Светлый фон

Портрет Иеронима Хольцшуера. 1526

 

Совсем по-другому написал Дюрер Иеронима Гольпнуэра, одного из нюрнбергских советников, человека богатого, образованного, которому принадлежала одна из лучших библиотек в Нюрнберге, доставшаяся ему по наследству и умноженная его стараниями. Между прочим, он был когда-то одним из злейших противников Пиркгеймера, сам прямо не выступал, но стоял за кулисами всех действий против Пиркгеймера. Знал ли Дюрер об этом? Источники не дают возможности для ответа. В отличие от других Дюрер написал Гольцшуэра на холодном голубовато — сером фоне. Ткань и мех одежды светлые и весь портрет холодно светел. Гольцшуэр совершенно сед. Седые волосы, усы, борода выхолены. О таких сединах говорят — «душистые». С сединой резко контрастирует свежая кожа, румяные щеки, сочные красные губы. Этот человек не чуждается никаких радостей жизни, живет всеми страстями. Гольцшуэр на портрете отводит глаза в сторону, словно не хочет слишком открывать себя собеседнику. Несмотря на этот ускользающий взгляд, ничто не осталось скрытым от художника — ни явное, ни тайное. Недаром об этом портрете было сказано, что лицо на нем кажется обнаженным.

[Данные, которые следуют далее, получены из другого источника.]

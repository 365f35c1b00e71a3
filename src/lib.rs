#![warn(clippy::unwrap_used)]
#![warn(clippy::expect_used)]

//! # topic-jail
//!
//! Per-client topic namespace isolation for publish/subscribe brokers.
//!
//! Ordinary ("jailed") clients are confined to a private subtree of the
//! topic space keyed by their client identifier; clients whose identifier
//! starts with the configured admin prefix are exempt and can address any
//! jailed client's subtree as `<clientid>/<topic>`. The jail is invisible to
//! jailed clients: their publishes and subscriptions get the identifier
//! prepended on the way in, and deliveries get it stripped on the way out,
//! so two jailed clients can never interact with each other.
//!
//! On top of the rewrite, an access decider keeps a fixed device-provisioning
//! handshake reachable for jailed clients: a response filter they may
//! subscribe to and two request topics they may publish to, matched as
//! literal prefixes. Everything else is denied, failing closed.
//!
//! ## Usage
//!
//! The host broker builds a [`JailEnforcer`] at startup, registers it with a
//! [`HookRegistry`], and dispatches every authorization check, publish,
//! delivery, subscribe, and unsubscribe through the registry:
//!
//! ```
//! use topic_jail::{
//!     AccessCheckEvent, AccessDecision, AccessKind, HookRegistry, JailEnforcer,
//!     MessageEvent, TopicRewrite,
//! };
//!
//! fn main() -> topic_jail::Result<()> {
//!     let registry = HookRegistry::new();
//!     JailEnforcer::from_options([("username", "admin")])?.register(&registry)?;
//!
//!     // A jailed client's publish lands under its own prefix
//!     let rewrite = registry.dispatch_message_in(&MessageEvent {
//!         client_id: "dev1",
//!         topic: "sensors/temp",
//!     })?;
//!     assert_eq!(rewrite, TopicRewrite::Replaced("dev1/sensors/temp".into()));
//!
//!     // The admin passes every check untouched
//!     let decision = registry.dispatch_acl_check(&AccessCheckEvent {
//!         client_id: "admin",
//!         topic: "dev1/sensors/temp",
//!         access: AccessKind::Read,
//!     })?;
//!     assert_eq!(decision, AccessDecision::Allowed);
//!     Ok(())
//! }
//! ```
//!
//! ## Modules
//!
//! - [`config`]: the four configuration values, defaults, overrides, TOML
//! - [`jail`]: identity classification, topic rewriting, access decisions
//! - [`hooks`]: the host-facing handler trait and dispatch registry
//! - [`enforcer`]: the [`JailEnforcer`] tying the pieces together
//! - [`error`]: error types and `Result` alias
//!
//! ## Ownership contract
//!
//! Handlers borrow the original topic and never mutate it. A
//! [`TopicRewrite::Replaced`] carries a freshly owned string whose lifetime
//! is the caller's responsibility; the original always remains owned by the
//! caller. Allocation failure surfaces as [`JailError::OutOfMemory`] and
//! aborts only the event in progress.

pub mod config;
pub mod enforcer;
pub mod error;
pub mod hooks;
pub mod jail;

pub use config::JailConfig;
pub use enforcer::{JailEnforcer, ENFORCER_NAME};
pub use error::{JailError, Result};
pub use hooks::{
    AccessCheckEvent, BrokerHooks, HookRegistry, MessageEvent, SubscriptionEvent,
};
pub use jail::{
    is_jailed, AccessDecider, AccessDecision, AccessKind, TopicRewrite, TopicRewriter,
};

Сколько «Страстей», сколько сцен из жизни Марии, сколько святых и мучеников нарисовал и награвировал за многие годы Дюрер! И вот теперь из его творчества совсем ушли евангельские и житийные сюжеты. В Нидерландах он думал, что, вернувшись на родину, начнет новую серию «Страстей», даже сделал для нее наброски. Но дома он от этого намерения отказался. Ограничился единственной гравюрой из задуманного цикла — «Тайная вечеря». На первый взгляд, она выглядит повторением прежних работ. Но это не так. В гравюре отразились новые духовные веяния. Гравюра очень сдержанна, аскетически строга. Дух Реформации выразился в ней в одной существенной подробности. Еще предшественники Реформации — гуситы выдвинули требование, чтобы не только священники, но и миряне причащались не одним только хлебом, но и вином. Право на глоток вина из чаши для причастия стало и в Германии одним из важнейших требований тех, кто добивался изменений. Нам трудно представить себе, каким важным казалось это требование, какие страсти вызывало, какие надежды будило. На своей новой «Тайной вечере» Дюрер выдвинул на первый план корзину с хлебом и кувшин с вином. Современники заметили это многозначительное обстоятельство и оценили его. Для них оно означало указание на причастие обоих видов. Как раз в эту пору в Нюрнберге впервые при богослужении прихожан причащали не только хлебом, но и вином. В городе об этом было много разговоров. В церкви, где причащали и хлебом и вином, собирались толпы. Лица тех, кто получил такое причастие, выражали потрясение и благоговение. Необычную «Тайную вечерю» Дюрера запомнили. О ней заговорили. Пройдет полтора века, и немецкий художник Иоахим Зандрарт в своем труде «Немецкая академия» прямо скажет, что «Тайная вечеря» Дюрера — это его отказ от католического учения. Так этот лист воспримут на родине художника его современники и потомки. Да, отклик Дюрера на события, эхо новых идей надо искать не столько в «Дневнике», в письмах, в высказываниях, сколько в работах.